------ SOURCE MATERIAL ------
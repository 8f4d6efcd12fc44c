//! Clock port - 時刻の抽象化
//!
//! タスクのタイムスタンプ、出力キーの時刻、URL 署名はすべて Clock を読む。
//! そのため有効期限の挙動を `FixedClock` でテストできる。

use std::sync::Mutex;

use chrono::{DateTime, Duration, Utc};

/// Clock は現在時刻を提供
pub trait Clock: Send + Sync {
    fn now(&self) -> DateTime<Utc>;
}

/// 本番用（システム時刻）
#[derive(Debug, Clone, Copy, Default)]
pub struct SystemClock;

impl Clock for SystemClock {
    fn now(&self) -> DateTime<Utc> {
        Utc::now()
    }
}

/// 明示的に進めたときだけ動く時計（テスト用）
#[derive(Debug)]
pub struct FixedClock {
    now: Mutex<DateTime<Utc>>,
}

impl FixedClock {
    pub fn new(now: DateTime<Utc>) -> Self {
        Self {
            now: Mutex::new(now),
        }
    }

    /// Move the clock forward.
    pub fn advance(&self, by: Duration) {
        let mut now = self.now.lock().unwrap_or_else(|e| e.into_inner());
        *now += by;
    }

    pub fn set(&self, to: DateTime<Utc>) {
        let mut now = self.now.lock().unwrap_or_else(|e| e.into_inner());
        *now = to;
    }
}

impl Clock for FixedClock {
    fn now(&self) -> DateTime<Utc> {
        *self.now.lock().unwrap_or_else(|e| e.into_inner())
    }
}

impl<C: Clock + ?Sized> Clock for std::sync::Arc<C> {
    fn now(&self) -> DateTime<Utc> {
        (**self).now()
    }
}

#[cfg(test)]
mod tests {
    use super::*;
    use chrono::TimeZone;

    #[test]
    fn fixed_clock_moves_only_when_advanced() {
        let start = Utc.with_ymd_and_hms(2024, 1, 1, 12, 0, 0).unwrap();
        let clock = FixedClock::new(start);
        assert_eq!(clock.now(), start);
        assert_eq!(clock.now(), start);

        clock.advance(Duration::minutes(61));
        assert_eq!(clock.now(), start + Duration::minutes(61));
    }
}
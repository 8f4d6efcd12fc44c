//! Status - 呼び出し側に見せるタスクのビュー

use serde::{Deserialize, Serialize};

use super::retrieval::DownloadDescriptor;
use crate::domain::{Task, TaskStatus};

/// TaskStatusView はステータス問い合わせの結果（1 タスク分）
///
/// `error` は `ERROR` のタスクにだけ付く。分類済みなのでそのまま見せてよい。
/// `download` は `RetrievalRouter::status` 経由で見た `FINISHED` のタスクにだけ付く。
#[derive(Debug, Clone, PartialEq, Eq, Serialize, Deserialize)]
#[serde(rename_all = "camelCase")]
pub struct TaskStatusView {
    pub task_id: String,
    pub status: TaskStatus,
    pub progress: u8,
    #[serde(default, skip_serializing_if = "Option::is_none")]
    pub error: Option<String>,
    #[serde(default, skip_serializing_if = "Option::is_none")]
    pub download: Option<DownloadDescriptor>,
}

impl From<&Task> for TaskStatusView {
    fn from(task: &Task) -> Self {
        Self {
            task_id: task.id().to_string(),
            status: task.status(),
            progress: task.progress(),
            error: task.error_detail().map(str::to_string),
            download: None,
        }
    }
}

impl TaskStatusView {
    pub fn is_terminal(&self) -> bool {
        self.status.is_terminal()
    }

    pub fn with_download(mut self, download: DownloadDescriptor) -> Self {
        self.download = Some(download);
        self
    }
}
------
Output the records above exactly as written.

repository 8f4d6efcd12fc44c
//! Clock port - 時刻の抽象化
//!
//! タスクのタイムスタンプ、出力キーの時刻、URL 署名はすべて Clock を読む。
//! そのため有効期限の挙動を `FixedClock` でテストできる。

use std::sync::Mutex;

use chrono::{DateTime, Duration, Utc};

/// Clock は現在時刻を提供
pub trait Clock: Send + Sync {
    fn now(&self) -> DateTime<Utc>;
}

/// 本番用（システム時刻）
#[derive(Debug, Clone, Copy, Default)]
pub struct SystemClock;

impl Clock for SystemClock {
    fn now(&self) -> DateTime<Utc> {
        Utc::now()
    }
}

/// 明示的に進めたときだけ動く時計（テスト用）
#[derive(Debug)]
pub struct FixedClock {
    now: Mutex<DateTime<Utc>>,
}

impl FixedClock {
    pub fn new(now: DateTime<Utc>) -> Self {
        Self {
            now: Mutex::new(now),
        }
    }

    /// Move the clock forward.
    pub fn advance(&self, by: Duration) {
        let mut now = self.now.lock().unwrap_or_else(|e| e.into_inner());
        *now += by;
    }

    pub fn set(&self, to: DateTime<Utc>) {
        let mut now = self.now.lock().unwrap_or_else(|e| e.into_inner());
        *now = to;
    }
}

impl Clock for FixedClock {
    fn now(&self) -> DateTime<Utc> {
        *self.now.lock().unwrap_or_else(|e| e.into_inner())
    }
}

impl<C: Clock + ?Sized> Clock for std::sync::Arc<C> {
    fn now(&self) -> DateTime<Utc> {
        (**self).now()
    }
}

#[cfg(test)]
mod tests {
    use super::*;
    use chrono::TimeZone;

    #[test]
    fn fixed_clock_moves_only_when_advanced() {
        let start = Utc.with_ymd_and_hms(2024, 1, 1, 12, 0, 0).unwrap();
        let clock = FixedClock::new(start);
        assert_eq!(clock.now(), start);
        assert_eq!(clock.now(), start);

        clock.advance(Duration::minutes(61));
        assert_eq!(clock.now(), start + Duration::minutes(61));
    }
}
repository 8f4d6efcd12fc44c
//! Status - 呼び出し側に見せるタスクのビュー

use serde::{Deserialize, Serialize};

use super::retrieval::DownloadDescriptor;
use crate::domain::{Task, TaskStatus};

/// TaskStatusView はステータス問い合わせの結果（1 タスク分）
///
/// `error` は `ERROR` のタスクにだけ付く。分類済みなのでそのまま見せてよい。
/// `download` は `RetrievalRouter::status` 経由で見た `FINISHED` のタスクにだけ付く。
#[derive(Debug, Clone, PartialEq, Eq, Serialize, Deserialize)]
#[serde(rename_all = "camelCase")]
pub struct TaskStatusView {
    pub task_id: String,
    pub status: TaskStatus,
    pub progress: u8,
    #[serde(default, skip_serializing_if = "Option::is_none")]
    pub error: Option<String>,
    #[serde(default, skip_serializing_if = "Option::is_none")]
    pub download: Option<DownloadDescriptor>,
}

impl From<&Task> for TaskStatusView {
    fn from(task: &Task) -> Self {
        Self {
            task_id: task.id().to_string(),
            status: task.status(),
            progress: task.progress(),
            error: task.error_detail().map(str::to_string),
            download: None,
        }
    }
}

impl TaskStatusView {
    pub fn is_terminal(&self) -> bool {
        self.status.is_terminal()
    }

    pub fn with_download(mut self, download: DownloadDescriptor) -> Self {
        self.download = Some(download);
        self
    }
}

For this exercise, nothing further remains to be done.